• AIM OF THE EXERCISE
Word for word, print all of the lines below.

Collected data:

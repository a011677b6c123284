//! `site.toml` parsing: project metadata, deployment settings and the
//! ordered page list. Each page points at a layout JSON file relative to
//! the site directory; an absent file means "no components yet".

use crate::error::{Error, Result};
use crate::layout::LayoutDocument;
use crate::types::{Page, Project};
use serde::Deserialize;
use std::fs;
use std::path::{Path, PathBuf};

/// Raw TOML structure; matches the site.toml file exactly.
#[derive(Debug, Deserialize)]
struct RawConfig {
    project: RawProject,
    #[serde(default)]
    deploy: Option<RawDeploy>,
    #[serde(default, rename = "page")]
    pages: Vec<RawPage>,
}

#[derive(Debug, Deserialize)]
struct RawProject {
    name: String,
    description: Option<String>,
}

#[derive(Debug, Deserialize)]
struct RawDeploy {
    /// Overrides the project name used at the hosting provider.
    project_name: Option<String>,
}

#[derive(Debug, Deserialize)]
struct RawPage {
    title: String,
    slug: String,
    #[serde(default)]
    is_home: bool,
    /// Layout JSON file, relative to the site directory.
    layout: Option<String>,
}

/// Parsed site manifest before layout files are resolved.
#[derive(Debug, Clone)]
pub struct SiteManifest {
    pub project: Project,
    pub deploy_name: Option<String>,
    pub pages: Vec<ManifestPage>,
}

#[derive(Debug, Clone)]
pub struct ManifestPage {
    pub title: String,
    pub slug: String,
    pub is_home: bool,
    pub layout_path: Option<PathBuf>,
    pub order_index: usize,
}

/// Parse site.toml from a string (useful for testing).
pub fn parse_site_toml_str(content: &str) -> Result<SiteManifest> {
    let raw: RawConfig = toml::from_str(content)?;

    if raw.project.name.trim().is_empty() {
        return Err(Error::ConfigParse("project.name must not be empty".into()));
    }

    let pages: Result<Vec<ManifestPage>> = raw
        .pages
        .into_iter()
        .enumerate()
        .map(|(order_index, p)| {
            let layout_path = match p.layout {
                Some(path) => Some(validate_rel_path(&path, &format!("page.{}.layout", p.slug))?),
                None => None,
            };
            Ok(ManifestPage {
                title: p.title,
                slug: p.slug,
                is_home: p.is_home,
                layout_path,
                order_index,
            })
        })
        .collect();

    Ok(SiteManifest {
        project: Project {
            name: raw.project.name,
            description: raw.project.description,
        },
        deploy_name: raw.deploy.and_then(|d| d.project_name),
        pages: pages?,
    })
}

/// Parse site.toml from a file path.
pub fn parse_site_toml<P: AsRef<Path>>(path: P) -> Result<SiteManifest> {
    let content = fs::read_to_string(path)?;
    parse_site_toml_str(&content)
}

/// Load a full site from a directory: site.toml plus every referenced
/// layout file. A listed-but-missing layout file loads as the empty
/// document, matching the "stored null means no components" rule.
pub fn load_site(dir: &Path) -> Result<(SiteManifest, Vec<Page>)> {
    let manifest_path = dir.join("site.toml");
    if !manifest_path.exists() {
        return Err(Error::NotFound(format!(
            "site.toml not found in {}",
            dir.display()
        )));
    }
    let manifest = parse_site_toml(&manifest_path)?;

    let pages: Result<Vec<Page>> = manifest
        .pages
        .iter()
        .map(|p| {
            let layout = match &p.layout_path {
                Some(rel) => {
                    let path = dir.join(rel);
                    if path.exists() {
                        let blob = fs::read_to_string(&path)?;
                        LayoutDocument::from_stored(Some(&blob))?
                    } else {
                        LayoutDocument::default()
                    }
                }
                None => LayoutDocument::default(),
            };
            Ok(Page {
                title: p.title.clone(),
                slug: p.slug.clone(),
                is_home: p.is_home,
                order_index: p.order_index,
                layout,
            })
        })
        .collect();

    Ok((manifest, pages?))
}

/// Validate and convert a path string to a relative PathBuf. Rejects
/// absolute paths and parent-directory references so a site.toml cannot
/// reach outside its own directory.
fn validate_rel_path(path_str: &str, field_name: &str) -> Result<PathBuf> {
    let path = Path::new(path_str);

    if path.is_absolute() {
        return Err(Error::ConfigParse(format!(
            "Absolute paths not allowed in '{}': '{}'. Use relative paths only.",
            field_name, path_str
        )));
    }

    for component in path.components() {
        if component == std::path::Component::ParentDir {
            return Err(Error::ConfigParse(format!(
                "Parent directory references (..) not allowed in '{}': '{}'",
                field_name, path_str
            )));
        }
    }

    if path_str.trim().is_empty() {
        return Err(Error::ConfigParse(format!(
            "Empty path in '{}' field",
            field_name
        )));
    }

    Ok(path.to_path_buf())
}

• ANSWER SPACE
repository a011677b6c123284
//! `site.toml` parsing: project metadata, deployment settings and the
//! ordered page list. Each page points at a layout JSON file relative to
//! the site directory; an absent file means "no components yet".

use crate::error::{Error, Result};
use crate::layout::LayoutDocument;
use crate::types::{Page, Project};
use serde::Deserialize;
use std::fs;
use std::path::{Path, PathBuf};

/// Raw TOML structure; matches the site.toml file exactly.
#[derive(Debug, Deserialize)]
struct RawConfig {
    project: RawProject,
    #[serde(default)]
    deploy: Option<RawDeploy>,
    #[serde(default, rename = "page")]
    pages: Vec<RawPage>,
}

#[derive(Debug, Deserialize)]
struct RawProject {
    name: String,
    description: Option<String>,
}

#[derive(Debug, Deserialize)]
struct RawDeploy {
    /// Overrides the project name used at the hosting provider.
    project_name: Option<String>,
}

#[derive(Debug, Deserialize)]
struct RawPage {
    title: String,
    slug: String,
    #[serde(default)]
    is_home: bool,
    /// Layout JSON file, relative to the site directory.
    layout: Option<String>,
}

/// Parsed site manifest before layout files are resolved.
#[derive(Debug, Clone)]
pub struct SiteManifest {
    pub project: Project,
    pub deploy_name: Option<String>,
    pub pages: Vec<ManifestPage>,
}

#[derive(Debug, Clone)]
pub struct ManifestPage {
    pub title: String,
    pub slug: String,
    pub is_home: bool,
    pub layout_path: Option<PathBuf>,
    pub order_index: usize,
}

/// Parse site.toml from a string (useful for testing).
pub fn parse_site_toml_str(content: &str) -> Result<SiteManifest> {
    let raw: RawConfig = toml::from_str(content)?;

    if raw.project.name.trim().is_empty() {
        return Err(Error::ConfigParse("project.name must not be empty".into()));
    }

    let pages: Result<Vec<ManifestPage>> = raw
        .pages
        .into_iter()
        .enumerate()
        .map(|(order_index, p)| {
            let layout_path = match p.layout {
                Some(path) => Some(validate_rel_path(&path, &format!("page.{}.layout", p.slug))?),
                None => None,
            };
            Ok(ManifestPage {
                title: p.title,
                slug: p.slug,
                is_home: p.is_home,
                layout_path,
                order_index,
            })
        })
        .collect();

    Ok(SiteManifest {
        project: Project {
            name: raw.project.name,
            description: raw.project.description,
        },
        deploy_name: raw.deploy.and_then(|d| d.project_name),
        pages: pages?,
    })
}

/// Parse site.toml from a file path.
pub fn parse_site_toml<P: AsRef<Path>>(path: P) -> Result<SiteManifest> {
    let content = fs::read_to_string(path)?;
    parse_site_toml_str(&content)
}

/// Load a full site from a directory: site.toml plus every referenced
/// layout file. A listed-but-missing layout file loads as the empty
/// document, matching the "stored null means no components" rule.
pub fn load_site(dir: &Path) -> Result<(SiteManifest, Vec<Page>)> {
    let manifest_path = dir.join("site.toml");
    if !manifest_path.exists() {
        return Err(Error::NotFound(format!(
            "site.toml not found in {}",
            dir.display()
        )));
    }
    let manifest = parse_site_toml(&manifest_path)?;

    let pages: Result<Vec<Page>> = manifest
        .pages
        .iter()
        .map(|p| {
            let layout = match &p.layout_path {
                Some(rel) => {
                    let path = dir.join(rel);
                    if path.exists() {
                        let blob = fs::read_to_string(&path)?;
                        LayoutDocument::from_stored(Some(&blob))?
                    } else {
                        LayoutDocument::default()
                    }
                }
                None => LayoutDocument::default(),
            };
            Ok(Page {
                title: p.title.clone(),
                slug: p.slug.clone(),
                is_home: p.is_home,
                order_index: p.order_index,
                layout,
            })
        })
        .collect();

    Ok((manifest, pages?))
}

/// Validate and convert a path string to a relative PathBuf. Rejects
/// absolute paths and parent-directory references so a site.toml cannot
/// reach outside its own directory.
fn validate_rel_path(path_str: &str, field_name: &str) -> Result<PathBuf> {
    let path = Path::new(path_str);

    if path.is_absolute() {
        return Err(Error::ConfigParse(format!(
            "Absolute paths not allowed in '{}': '{}'. Use relative paths only.",
            field_name, path_str
        )));
    }

    for component in path.components() {
        if component == std::path::Component::ParentDir {
            return Err(Error::ConfigParse(format!(
                "Parent directory references (..) not allowed in '{}': '{}'",
                field_name, path_str
            )));
        }
    }

    if path_str.trim().is_empty() {
        return Err(Error::ConfigParse(format!(
            "Empty path in '{}' field",
            field_name
        )));
    }

    Ok(path.to_path_buf())
}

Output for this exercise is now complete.